What you need to do: From the records below, please return each line that holds the word "lang".

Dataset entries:
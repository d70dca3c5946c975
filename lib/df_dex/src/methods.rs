//! Method references and definitions, method handles and call sites.

use crate::annotations::Annotation;
use crate::code::CodeItem;
use crate::fields::FieldRef;
use crate::types::{ProtoRef, Type};
use crate::Index;
use bitflags::bitflags;
use serde::{Deserialize, Deserializer};

bitflags! {
    pub struct MethodFlags: u32 {
        const ACC_PUBLIC                = 0x00001;
        const ACC_PRIVATE               = 0x00002;
        const ACC_PROTECTED             = 0x00004;
        const ACC_STATIC                = 0x00008;
        const ACC_FINAL                 = 0x00010;
        const ACC_SYNCHRONIZED          = 0x00020;
        const ACC_BRIDGE                = 0x00040;
        const ACC_VARARGS               = 0x00080;
        const ACC_NATIVE                = 0x00100;
        const ACC_ABSTRACT              = 0x00400;
        const ACC_STRICT                = 0x00800;
        const ACC_SYNTHETIC             = 0x01000;
        const ACC_CONSTRUCTOR           = 0x10000;
        const ACC_DECLARED_SYNCHRONIZED = 0x20000;
    }
}

const METHOD_MODIFIERS: [(MethodFlags, &str); 14] = [
    (MethodFlags::ACC_PUBLIC, "public"),
    (MethodFlags::ACC_PRIVATE, "private"),
    (MethodFlags::ACC_PROTECTED, "protected"),
    (MethodFlags::ACC_STATIC, "static"),
    (MethodFlags::ACC_FINAL, "final"),
    (MethodFlags::ACC_SYNCHRONIZED, "synchronized"),
    (MethodFlags::ACC_BRIDGE, "bridge"),
    (MethodFlags::ACC_VARARGS, "varargs"),
    (MethodFlags::ACC_NATIVE, "native"),
    (MethodFlags::ACC_ABSTRACT, "abstract"),
    (MethodFlags::ACC_STRICT, "strictfp"),
    (MethodFlags::ACC_SYNTHETIC, "synthetic"),
    (MethodFlags::ACC_CONSTRUCTOR, "constructor"),
    (MethodFlags::ACC_DECLARED_SYNCHRONIZED, "declared-synchronized"),
];

impl MethodFlags {
    #[must_use]
    pub fn modifiers(&self) -> Vec<&'static str> {
        METHOD_MODIFIERS
            .iter()
            .filter(|(flag, _)| self.contains(*flag))
            .map(|(_, name)| *name)
            .collect()
    }
}

impl<'de> Deserialize<'de> for MethodFlags {
    fn deserialize<D: Deserializer<'de>>(deserializer: D) -> Result<Self, D::Error> {
        u32::deserialize(deserializer).map(Self::from_bits_truncate)
    }
}

/// A method reference as found in the container method table.
#[derive(Debug, Clone, PartialEq, Eq, Hash, Deserialize)]
pub struct MethodRef {
    class: Type,
    name: String,
    #[serde(default)]
    params: Vec<Type>,
    #[serde(rename = "return")]
    ret: Type,
}

impl MethodRef {
    #[must_use]
    pub const fn new(class: Type, name: String, params: Vec<Type>, ret: Type) -> Self {
        Self {
            class,
            name,
            params,
            ret,
        }
    }

    #[inline]
    #[must_use]
    pub const fn class(&self) -> &Type {
        &self.class
    }

    #[inline]
    #[must_use]
    pub fn name(&self) -> &str {
        &self.name
    }

    #[inline]
    #[must_use]
    pub fn params(&self) -> &[Type] {
        &self.params
    }

    #[inline]
    #[must_use]
    pub const fn return_type(&self) -> &Type {
        &self.ret
    }

    /// Returns the Dalvik descriptor of the prototype, such as `(ILjava/lang/String;)V`.
    #[must_use]
    pub fn descriptor(&self) -> String {
        let params: String = self.params.iter().map(ToString::to_string).collect();
        format!("({params}){}", self.ret)
    }
}

/// A method defined by a class.
#[derive(Debug, Deserialize)]
pub struct MethodDef {
    method: Index<MethodRef>,
    access_flags: MethodFlags,
    #[serde(default)]
    annotations: Vec<Annotation>,
    #[serde(default)]
    parameter_annotations: Vec<Vec<Annotation>>,
    #[serde(default)]
    code: Option<CodeItem>,
}

impl MethodDef {
    #[inline]
    #[must_use]
    pub const fn method(&self) -> Index<MethodRef> {
        self.method
    }

    #[inline]
    #[must_use]
    pub const fn flags(&self) -> MethodFlags {
        self.access_flags
    }

    #[inline]
    #[must_use]
    pub const fn is_static(&self) -> bool {
        self.access_flags.contains(MethodFlags::ACC_STATIC)
    }

    #[inline]
    #[must_use]
    pub const fn is_native(&self) -> bool {
        self.access_flags.contains(MethodFlags::ACC_NATIVE)
    }

    #[inline]
    #[must_use]
    pub fn annotations(&self) -> &[Annotation] {
        &self.annotations
    }

    /// Returns the annotations of the `i`-th declared parameter.
    #[must_use]
    pub fn parameter_annotations(&self, i: usize) -> &[Annotation] {
        self.parameter_annotations
            .get(i)
            .map(Vec::as_slice)
            .unwrap_or_default()
    }

    #[inline]
    #[must_use]
    pub const fn code(&self) -> Option<&CodeItem> {
        self.code.as_ref()
    }
}

#[derive(Debug, Clone, Copy, PartialEq, Eq, Deserialize)]
#[serde(rename_all = "kebab-case")]
pub enum MethodHandleKind {
    StaticPut,
    StaticGet,
    InstancePut,
    InstanceGet,
    InvokeStatic,
    InvokeInstance,
    InvokeConstructor,
    InvokeDirect,
    InvokeInterface,
}

impl MethodHandleKind {
    /// Returns the JVM `REF_*` reference kind matching this handle kind.
    #[must_use]
    pub const fn reference_kind(self) -> u8 {
        match self {
            Self::InstanceGet => 1,
            Self::StaticGet => 2,
            Self::InstancePut => 3,
            Self::StaticPut => 4,
            Self::InvokeInstance => 5,
            Self::InvokeStatic => 6,
            Self::InvokeDirect => 7,
            Self::InvokeConstructor => 8,
            Self::InvokeInterface => 9,
        }
    }

    #[must_use]
    pub const fn is_field_accessor(self) -> bool {
        matches!(
            self,
            Self::StaticPut | Self::StaticGet | Self::InstancePut | Self::InstanceGet
        )
    }
}

/// The member a method handle points to.
#[derive(Debug, Clone, Copy, Deserialize)]
#[serde(rename_all = "lowercase")]
pub enum HandleTarget {
    Method(Index<MethodRef>),
    Field(Index<FieldRef>),
}

#[derive(Debug, Clone, Deserialize)]
pub struct MethodHandleRef {
    kind: MethodHandleKind,
    target: HandleTarget,
}

impl MethodHandleRef {
    #[inline]
    #[must_use]
    pub const fn kind(&self) -> MethodHandleKind {
        self.kind
    }

    #[inline]
    #[must_use]
    pub const fn target(&self) -> HandleTarget {
        self.target
    }
}

/// A call site of `invoke-custom` instructions.
#[derive(Debug, Clone, Deserialize)]
pub struct CallSiteRef {
    bootstrap: Index<MethodHandleRef>,
    name: String,
    proto: Index<ProtoRef>,
}

impl CallSiteRef {
    #[inline]
    #[must_use]
    pub const fn bootstrap(&self) -> Index<MethodHandleRef> {
        self.bootstrap
    }

    #[inline]
    #[must_use]
    pub fn name(&self) -> &str {
        &self.name
    }

    #[inline]
    #[must_use]
    pub const fn proto(&self) -> Index<ProtoRef> {
        self.proto
    }
}

#[cfg(test)]
mod tests {
    use super::*;

    #[test]
    fn descriptor_and_modifiers() {
        let m = MethodRef::new(
            Type::Class("a/B".to_string()),
            "run".to_string(),
            vec![Type::Int, Type::Class("java/lang/String".to_string())],
            Type::Void,
        );
        assert_eq!(m.descriptor(), "(ILjava/lang/String;)V");
        let flags = MethodFlags::from_bits_truncate(0x10009);
        assert_eq!(flags.modifiers(), vec!["public", "static", "constructor"]);
    }
}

Response area:
    /// Returns the Dalvik descriptor of the prototype, such as `(ILjava/lang/String;)V`.
            vec![Type::Int, Type::Class("java/lang/String".to_string())],
        assert_eq!(m.descriptor(), "(ILjava/lang/String;)V");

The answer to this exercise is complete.